BEGIN PROVIDED ENTRIES

//! Two ranks random-walk particles across their shared boundary until
//! every particle is absorbed, then check nothing was lost or duplicated.

use ember_arena::{Arena, ArenaConfig};
use ember_bank::{FifoKind, ParticleStacks, RefillPolicy, WorkerFifos};
use ember_core::record::particle;
use ember_core::{RankId, Species, WorkerId};
use ember_domain::{
    ChannelTransport, DomainExchange, LocalStatus, Route, TerminationConfig, TerminationDetector,
    TerminationState, Transport,
};
use rand_chacha::rand_core::{RngCore, SeedableRng};
use rand_chacha::ChaCha8Rng;

const SOURCE_PARTICLES: usize = 500;
const W0: WorkerId = WorkerId(0);

struct RankOutcome {
    absorbed: usize,
    sent: u64,
    received: u64,
    outstanding_records: usize,
}

fn uniform(rng: &mut ChaCha8Rng) -> f64 {
    (rng.next_u64() >> 11) as f64 / (1u64 << 53) as f64
}

fn run_rank(transport: &ChannelTransport, batch: usize, seed: u64) -> RankOutcome {
    let rank = transport.rank();
    let size = transport.size();
    let mut arena = Arena::new(&ArenaConfig::default()).unwrap();
    let (stacks, queue) = {
        let mut w = arena.growth_window();
        let stacks = ParticleStacks::new(&mut w, 1, 2048, RefillPolicy::default());
        stacks.bulk_allocate(&mut w, Species::Neutron, 2048).unwrap();
        let queue = WorkerFifos::new(&mut w, FifoKind::Queue, 1);
        (stacks, queue)
    };
    let exchange = DomainExchange::new(rank, size, batch);
    let mut detector = TerminationDetector::new(rank, size, TerminationConfig::default());
    let mut rng = ChaCha8Rng::seed_from_u64(seed);

    if rank.is_root() {
        for h in 0..SOURCE_PARTICLES {
            let p = stacks.take(&arena, Species::Neutron, W0).unwrap();
            arena.put(p + particle::HISTORY, h as f64);
            arena.put(p + particle::DOMAIN, 0.0);
            queue.push(&arena, W0, p);
        }
    }

    let mut absorbed = 0;
    loop {
        for _ in 0..16 {
            let Some(p) = queue.pop(&arena, W0) else {
                break;
            };
            if uniform(&mut rng) < 0.3 {
                stacks.give(&arena, p, W0);
                absorbed += 1;
                continue;
            }
            let domain = (rng.next_u64() % size as u64) as f64;
            arena.put(p + particle::DOMAIN, domain);
            match exchange.route(&arena, p) {
                Route::Local => queue.push(&arena, W0, p),
                Route::Remote(_) => exchange.post(transport, &arena, &stacks, p, W0),
            }
        }
        exchange
            .drain_received(transport, &arena, &stacks, &queue, W0)
            .unwrap();
        exchange.cleanup(transport, false, false);
        if queue.total_len() == 0 {
            exchange.flush_partial(transport);
        }
        let (sent, received) = exchange.counters();
        let status = LocalStatus {
            idle: queue.total_len() == 0 && exchange.pending() == 0,
            sent,
            received,
        };
        if detector.poll(transport, status) == TerminationState::Terminated {
            break;
        }
    }

    exchange.finish(transport);
    detector.finish(transport);
    let (sent, received) = exchange.counters();
    RankOutcome {
        absorbed,
        sent,
        received,
        outstanding_records: stacks.outstanding(Species::Neutron),
    }
}

fn run_cluster(ranks: usize, batch: usize) -> Vec<RankOutcome> {
    let cluster = ChannelTransport::cluster(ranks);
    std::thread::scope(|s| {
        let handles: Vec<_> = cluster
            .iter()
            .map(|t| s.spawn(move || run_rank(t, batch, 0x5eed + u64::from(t.rank().0))))
            .collect();
        handles.into_iter().map(|h| h.join().unwrap()).collect()
    })
}

#[test]
fn two_rank_migration_conserves_particles() {
    let outcomes = run_cluster(2, 8);
    let absorbed: usize = outcomes.iter().map(|o| o.absorbed).sum();
    assert_eq!(absorbed, SOURCE_PARTICLES);
    let sent: u64 = outcomes.iter().map(|o| o.sent).sum();
    let received: u64 = outcomes.iter().map(|o| o.received).sum();
    assert_eq!(sent, received);
    assert!(sent > 0, "no particle ever crossed the boundary");
    for o in &outcomes {
        assert_eq!(o.outstanding_records, 0);
    }
}

#[test]
fn migration_with_single_particle_batches_and_more_ranks() {
    let outcomes = run_cluster(5, 1);
    let absorbed: usize = outcomes.iter().map(|o| o.absorbed).sum();
    assert_eq!(absorbed, SOURCE_PARTICLES);
    assert!(outcomes.iter().all(|o| o.outstanding_records == 0));
    assert_eq!(RankId(4).parent(), Some(RankId(1)));
}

END PROVIDED ENTRIES

TRY IT: What you return should be exactly the lines above, starting at the one with "let exchange = DomainExchange::new(rank, size, batch);" and ending at the one with "exchange.cleanup(transport, false, false);", and nothing else.

YOUR SOLUTION:
    let exchange = DomainExchange::new(rank, size, batch);
    let mut detector = TerminationDetector::new(rank, size, TerminationConfig::default());
    let mut rng = ChaCha8Rng::seed_from_u64(seed);

    if rank.is_root() {
        for h in 0..SOURCE_PARTICLES {
            let p = stacks.take(&arena, Species::Neutron, W0).unwrap();
            arena.put(p + particle::HISTORY, h as f64);
            arena.put(p + particle::DOMAIN, 0.0);
            queue.push(&arena, W0, p);
        }
    }

    let mut absorbed = 0;
    loop {
        for _ in 0..16 {
            let Some(p) = queue.pop(&arena, W0) else {
                break;
            };
            if uniform(&mut rng) < 0.3 {
                stacks.give(&arena, p, W0);
                absorbed += 1;
                continue;
            }
            let domain = (rng.next_u64() % size as u64) as f64;
            arena.put(p + particle::DOMAIN, domain);
            match exchange.route(&arena, p) {
                Route::Local => queue.push(&arena, W0, p),
                Route::Remote(_) => exchange.post(transport, &arena, &stacks, p, W0),
            }
        }
        exchange
            .drain_received(transport, &arena, &stacks, &queue, W0)
            .unwrap();
        exchange.cleanup(transport, false, false);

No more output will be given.